The answer is one number: how many lines in the data below hold "included".

Stored data:
--*--

use crate::types::builtin_name::BuiltinName;
use crate::vm::vm_memory::memory_segments::MemorySegmentManager;

use super::BuiltinRunnerCapabilities;

/// The program's public output. Cells are written by the program and
/// printed after the run; nothing is validated or deduced.
#[derive(Debug, Clone)]
pub struct OutputBuiltinRunner {
    base: usize,
    pub(crate) stop_ptr: Option<usize>,
    pub(crate) included: bool,
}

impl OutputBuiltinRunner {
    pub fn new(included: bool) -> OutputBuiltinRunner {
        OutputBuiltinRunner {
            base: 0,
            stop_ptr: None,
            included,
        }
    }
}

impl BuiltinRunnerCapabilities for OutputBuiltinRunner {
    fn name(&self) -> BuiltinName {
        BuiltinName::output
    }

    fn base(&self) -> usize {
        self.base
    }

    fn included(&self) -> bool {
        self.included
    }

    fn cells_per_instance(&self) -> u32 {
        1
    }

    fn n_input_cells(&self) -> u32 {
        1
    }

    fn stop_ptr(&self) -> Option<usize> {
        self.stop_ptr
    }

    fn set_stop_ptr(&mut self, stop_ptr: usize) {
        self.stop_ptr = Some(stop_ptr)
    }

    fn initialize_segments(&mut self, segments: &mut MemorySegmentManager) {
        self.base = segments.add().segment_index as usize
    }
}

impl Default for OutputBuiltinRunner {
    fn default() -> Self {
        Self::new(true)
    }
}

#[cfg(test)]
mod tests {
    use super::*;
    use crate::relocatable;
    use crate::types::relocatable::MaybeRelocatable;
    use crate::utils::test_utils::*;
    use crate::vm::errors::memory_errors::MemoryError;
    use crate::vm::errors::runner_errors::RunnerError;
    use crate::vm::runners::builtin_runner::BuiltinRunner;

    #[test]
    fn get_used_instances() {
        let builtin = OutputBuiltinRunner::new(true);
        let mut vm = vm!();
        vm.segments.segment_used_sizes = Some(vec![1]);
        assert_eq!(builtin.get_used_instances(&vm.segments), Ok(1));
    }

    #[test]
    fn final_stack() {
        let mut builtin: BuiltinRunner = OutputBuiltinRunner::new(true).into();
        let mut vm = vm!();
        vm.segments = segments![
            ((0, 0), (0, 0)),
            ((0, 1), (0, 1)),
            ((2, 0), (0, 0)),
            ((2, 1), (0, 0))
        ];
        vm.segments.segment_used_sizes = Some(vec![0]);
        assert_eq!(
            builtin.final_stack(&vm.segments, relocatable!(2, 2)),
            Ok(relocatable!(2, 1))
        );
    }

    #[test]
    fn final_stack_error_stop_pointer() {
        let mut builtin: BuiltinRunner = OutputBuiltinRunner::new(true).into();
        let mut vm = vm!();
        vm.segments = segments![
            ((0, 0), (0, 0)),
            ((0, 1), (0, 1)),
            ((2, 0), (0, 0)),
            ((2, 1), (0, 0))
        ];
        vm.segments.segment_used_sizes = Some(vec![998]);
        assert_eq!(
            builtin.final_stack(&vm.segments, relocatable!(2, 2)),
            Err(RunnerError::InvalidStopPointer(Box::new((
                BuiltinName::output,
                relocatable!(0, 998),
                relocatable!(0, 0)
            ))))
        );
    }

    #[test]
    fn final_stack_error_non_relocatable() {
        let mut builtin: BuiltinRunner = OutputBuiltinRunner::new(true).into();
        let mut vm = vm!();
        vm.segments = segments![((0, 0), (0, 0)), ((2, 0), 2)];
        vm.segments.segment_used_sizes = Some(vec![0]);
        assert_eq!(
            builtin.final_stack(&vm.segments, relocatable!(2, 1)),
            Err(RunnerError::NoStopPointer(Box::new(BuiltinName::output)))
        );
    }

    #[test]
    fn get_used_cells_and_allocated_size() {
        let builtin: BuiltinRunner = OutputBuiltinRunner::new(true).into();
        let mut vm = vm!();
        vm.segments.segment_used_sizes = Some(vec![4]);
        assert_eq!(builtin.get_used_cells_and_allocated_size(&vm), Ok((4, 4)));
    }

    #[test]
    fn get_used_cells_missing_segment_used_sizes() {
        let builtin = OutputBuiltinRunner::new(true);
        let vm = vm!();
        assert_eq!(
            builtin.get_used_cells(&vm.segments),
            Err(MemoryError::MissingSegmentUsedSizes)
        );
    }

    #[test]
    fn initialize_segments_and_initial_stack() {
        let mut builtin = OutputBuiltinRunner::default();
        let mut segments = MemorySegmentManager::new();
        segments.add();
        builtin.initialize_segments(&mut segments);
        assert_eq!(builtin.base(), 1);
        assert_eq!(
            builtin.initial_stack(),
            vec![MaybeRelocatable::from((1, 0))]
        );
        assert_eq!(builtin.ratio(), None);
    }
}
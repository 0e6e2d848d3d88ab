// The `(*.0).0` syntax of thiserror falsely triggers this clippy warning
#![allow(clippy::explicit_auto_deref)]

use thiserror::Error;

use crate::types::relocatable::{MaybeRelocatable, Relocatable};
use crate::Felt252;

/// A dict access log that does not squash into a consistent dict.
#[derive(Debug, PartialEq, Error)]
pub enum SquashDictError {
    #[error("Dict squash failed: key {} was accessed with prev value {} but the previous access left {}", (*.0).0, (*.0).1, (*.0).2)]
    InconsistentPrevValue(Box<(Felt252, MaybeRelocatable, MaybeRelocatable)>),
    #[error("Dict squash failed: accesses array size {0} must be divisible by DictAccess.SIZE")]
    PtrDiffNotDivisibleByDictAccessSize(usize),
    #[error("Dict squash failed: expected integer key at address {0}")]
    KeyNotInteger(Box<Relocatable>),
    #[error("Dict squash failed: missing dict access cell at address {0}")]
    MissingAccessCell(Box<Relocatable>),
    #[error("Dict squash failed: dict end {} is before its start {}", (*.0).0, (*.0).1)]
    InvalidDictRange(Box<(Relocatable, Relocatable)>),
}
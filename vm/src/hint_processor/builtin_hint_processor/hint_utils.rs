use std::{borrow::Cow, collections::HashMap};

use crate::{
    hint_processor::{
        hint_processor_definition::HintReference,
        hint_processor_utils::{
            compute_addr_from_reference, get_integer_from_reference,
            get_maybe_relocatable_from_reference, get_ptr_from_reference,
        },
    },
    serde::deserialize_program::ApTracking,
    types::relocatable::{MaybeRelocatable, Relocatable},
    vm::{errors::hint_errors::HintError, vm_core::VirtualMachine},
    Felt252,
};

fn unknown_identifier(var_name: &str) -> HintError {
    HintError::UnknownIdentifier(var_name.to_string().into_boxed_str())
}

pub fn insert_value_from_var_name(
    var_name: &str,
    value: impl Into<MaybeRelocatable>,
    vm: &mut VirtualMachine,
    ids_data: &HashMap<String, HintReference>,
    ap_tracking: &ApTracking,
) -> Result<(), HintError> {
    let var_address = get_relocatable_from_var_name(var_name, vm, ids_data, ap_tracking)?;
    vm.insert_value(var_address, value)
        .map_err(HintError::Memory)
}

pub fn insert_value_into_ap(
    vm: &mut VirtualMachine,
    value: impl Into<MaybeRelocatable>,
) -> Result<(), HintError> {
    vm.insert_value(vm.get_ap(), value)
        .map_err(HintError::Memory)
}

/// The pointer stored in `ids.<var_name>`.
pub fn get_ptr_from_var_name(
    var_name: &str,
    vm: &VirtualMachine,
    ids_data: &HashMap<String, HintReference>,
    ap_tracking: &ApTracking,
) -> Result<Relocatable, HintError> {
    let reference = get_reference_from_var_name(var_name, ids_data)?;
    get_ptr_from_reference(vm, reference, ap_tracking).map_err(|err| match err {
        HintError::WrongIdentifierTypeInternal(var_addr) => {
            HintError::IdentifierNotRelocatable(Box::new((var_name.to_string(), *var_addr)))
        }
        _ => unknown_identifier(var_name),
    })
}

/// The address of `ids.<var_name>` itself, as used by `ids.x.address_`.
pub fn get_relocatable_from_var_name(
    var_name: &str,
    vm: &VirtualMachine,
    ids_data: &HashMap<String, HintReference>,
    ap_tracking: &ApTracking,
) -> Result<Relocatable, HintError> {
    ids_data
        .get(var_name)
        .and_then(|reference| compute_addr_from_reference(reference, vm, ap_tracking))
        .ok_or_else(|| unknown_identifier(var_name))
}

pub fn get_integer_from_var_name<'a>(
    var_name: &str,
    vm: &'a VirtualMachine,
    ids_data: &'a HashMap<String, HintReference>,
    ap_tracking: &ApTracking,
) -> Result<Cow<'a, Felt252>, HintError> {
    let reference = get_reference_from_var_name(var_name, ids_data)?;
    get_integer_from_reference(vm, reference, ap_tracking).map_err(|err| match err {
        HintError::WrongIdentifierTypeInternal(var_addr) => {
            HintError::IdentifierNotInteger(Box::new((var_name.to_string(), *var_addr)))
        }
        _ => unknown_identifier(var_name),
    })
}

pub fn get_maybe_relocatable_from_var_name(
    var_name: &str,
    vm: &VirtualMachine,
    ids_data: &HashMap<String, HintReference>,
    ap_tracking: &ApTracking,
) -> Result<MaybeRelocatable, HintError> {
    let reference = get_reference_from_var_name(var_name, ids_data)?;
    get_maybe_relocatable_from_reference(vm, reference, ap_tracking)
        .ok_or_else(|| unknown_identifier(var_name))
}

/// Reads member `offset` of the struct stored at `ids.<var_name>`.
pub fn get_integer_member_from_var_name(
    var_name: &str,
    offset: usize,
    vm: &VirtualMachine,
    ids_data: &HashMap<String, HintReference>,
    ap_tracking: &ApTracking,
) -> Result<Felt252, HintError> {
    let addr = (get_relocatable_from_var_name(var_name, vm, ids_data, ap_tracking)? + offset)?;
    vm.get_integer(addr)
        .map(Cow::into_owned)
        .map_err(|_| HintError::IdentifierNotInteger(Box::new((var_name.to_string(), addr))))
}

pub fn get_reference_from_var_name<'a>(
    var_name: &str,
    ids_data: &'a HashMap<String, HintReference>,
) -> Result<&'a HintReference, HintError> {
    ids_data
        .get(var_name)
        .ok_or_else(|| unknown_identifier(var_name))
}

/// Looks a constant up by the last component of its full path.
pub fn get_constant_from_var_name<'a>(
    var_name: &'static str,
    constants: &'a HashMap<String, Felt252>,
) -> Result<&'a Felt252, HintError> {
    constants
        .iter()
        .find(|(path, _)| path.rsplit('.').next() == Some(var_name))
        .map(|(_, value)| value)
        .ok_or_else(|| HintError::MissingConstant(Box::new(var_name)))
}

#[cfg(test)]
mod tests {
    use super::*;
    use crate::{
        relocatable, serde::deserialize_program::OffsetValue, utils::test_utils::*,
        vm::vm_memory::memory::Memory,
    };
    use assert_matches::assert_matches;

    fn vm_at(fp: usize) -> VirtualMachine {
        let mut vm = vm!();
        vm.run_context.fp = relocatable!(1, fp);
        vm
    }

    #[test]
    fn ptr_from_inner_dereference() {
        let mut vm = vm_at(0);
        vm.segments = segments![((1, 0), (0, 0))];
        let mut hint_ref = HintReference::new(0, 0, true, false);
        hint_ref.offset2 = OffsetValue::Value(2);
        let ids_data = HashMap::from([("imm".to_string(), hint_ref)]);

        assert_matches!(
            get_ptr_from_var_name("imm", &vm, &ids_data, &ApTracking::new()),
            Ok(x) if x == relocatable!(0, 2)
        );
    }

    #[test]
    fn maybe_relocatable_from_var_name() {
        let mut vm = vm_at(1);
        vm.segments = segments![((1, 0), (0, 0))];
        let ids_data = ids_data!["value"];

        assert_matches!(
            get_maybe_relocatable_from_var_name("value", &vm, &ids_data, &ApTracking::new()),
            Ok(x) if x == mayberelocatable!(0, 0)
        );
    }

    #[test]
    fn maybe_relocatable_from_missing_cell() {
        let mut vm = vm_at(1);
        vm.segments.memory = Memory::new();
        let ids_data = ids_data!["value"];

        assert_matches!(
            get_maybe_relocatable_from_var_name("value", &vm, &ids_data, &ApTracking::new()),
            Err(HintError::UnknownIdentifier(bx)) if bx.as_ref() == "value"
        );
    }

    #[test]
    fn ptr_from_integer_cell() {
        let mut vm = vm_at(1);
        vm.segments = segments![((1, 0), 0)];
        let ids_data = ids_data!["value"];

        assert_matches!(
            get_ptr_from_var_name("value", &vm, &ids_data, &ApTracking::new()),
            Err(HintError::IdentifierNotRelocatable(bx)) if *bx == ("value".to_string(), (1, 0).into())
        );
    }

    #[test]
    fn relocatable_from_var_name() {
        let vm = vm_at(1);
        let ids_data = ids_data!["value"];

        assert_eq!(
            get_relocatable_from_var_name("value", &vm, &ids_data, &ApTracking::new()).unwrap(),
            relocatable!(1, 0)
        );
    }

    #[test]
    fn relocatable_from_reference_before_segment_start() {
        let vm = vm_at(2);
        let ids_data = HashMap::from([("value".to_string(), HintReference::new_simple(-8))]);

        assert_matches!(
            get_relocatable_from_var_name("value", &vm, &ids_data, &ApTracking::new()),
            Err(HintError::UnknownIdentifier(bx)) if bx.as_ref() == "value"
        );
    }

    #[test]
    fn integer_from_var_name() {
        let mut vm = vm_at(1);
        vm.segments = segments![((1, 0), 1)];
        let ids_data = ids_data!["value"];

        assert_matches!(
            get_integer_from_var_name("value", &vm, &ids_data, &ApTracking::new()),
            Ok(Cow::Borrowed(x)) if x == &Felt252::from(1)
        );
    }

    #[test]
    fn integer_from_pointer_cell() {
        let mut vm = vm_at(1);
        vm.segments = segments![((1, 0), (0, 0))];
        let ids_data = ids_data!["value"];

        assert_matches!(
            get_integer_from_var_name("value", &vm, &ids_data, &ApTracking::new()),
            Err(HintError::IdentifierNotInteger(bx)) if *bx == ("value".to_string(), (1, 0).into())
        );
    }

    #[test]
    fn integer_member() {
        let mut vm = vm_at(1);
        vm.segments = segments![((1, 0), 3), ((1, 1), 4)];
        let ids_data = ids_data!["a"];
        assert_eq!(
            get_integer_member_from_var_name("a", 1, &vm, &ids_data, &ApTracking::new()).unwrap(),
            Felt252::from(4)
        );
    }

    #[test]
    fn insert_into_unknown_variable() {
        let mut vm = vm_at(1);
        assert_matches!(
            insert_value_from_var_name("x", Felt252::ONE, &mut vm, &HashMap::new(), &ApTracking::new()),
            Err(HintError::UnknownIdentifier(bx)) if bx.as_ref() == "x"
        );
    }

    #[test]
    fn constant_by_last_path_component() {
        let constants = HashMap::from([(
            "starkware.cairo.common.uint256.SHIFT".to_string(),
            Felt252::from(7),
        )]);
        assert_eq!(
            get_constant_from_var_name("SHIFT", &constants).unwrap(),
            &Felt252::from(7)
        );
        assert_matches!(
            get_constant_from_var_name("UPPER_BOUND", &constants),
            Err(HintError::MissingConstant(bx)) if *bx == "UPPER_BOUND"
        );
    }
}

--*--

▸ **Response to this exercise**:
5